[Data extracted from a collection]
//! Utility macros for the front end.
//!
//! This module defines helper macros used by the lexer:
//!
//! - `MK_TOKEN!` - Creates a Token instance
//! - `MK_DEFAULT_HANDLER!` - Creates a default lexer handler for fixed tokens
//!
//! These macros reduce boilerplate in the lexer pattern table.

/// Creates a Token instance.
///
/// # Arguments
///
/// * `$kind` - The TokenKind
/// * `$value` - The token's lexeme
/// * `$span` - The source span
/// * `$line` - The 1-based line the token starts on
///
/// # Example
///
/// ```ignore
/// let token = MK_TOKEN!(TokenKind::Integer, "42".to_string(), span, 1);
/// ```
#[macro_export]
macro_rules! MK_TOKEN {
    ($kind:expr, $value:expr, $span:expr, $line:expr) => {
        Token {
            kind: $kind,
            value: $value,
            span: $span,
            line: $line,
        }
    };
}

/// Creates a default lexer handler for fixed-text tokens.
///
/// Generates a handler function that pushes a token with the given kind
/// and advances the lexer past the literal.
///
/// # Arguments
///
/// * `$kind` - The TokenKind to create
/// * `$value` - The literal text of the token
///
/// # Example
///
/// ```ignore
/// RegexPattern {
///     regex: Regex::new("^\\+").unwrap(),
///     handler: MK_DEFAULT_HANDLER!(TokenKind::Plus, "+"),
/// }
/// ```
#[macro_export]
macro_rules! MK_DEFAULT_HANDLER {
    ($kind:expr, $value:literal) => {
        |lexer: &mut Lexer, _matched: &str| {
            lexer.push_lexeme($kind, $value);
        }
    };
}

_Problem requirements_: Each line of the records that holds the word "Creates" should be copied out.

_Result_:
//! - `MK_TOKEN!` - Creates a Token instance
//! - `MK_DEFAULT_HANDLER!` - Creates a default lexer handler for fixed tokens
/// Creates a Token instance.
/// Creates a default lexer handler for fixed-text tokens.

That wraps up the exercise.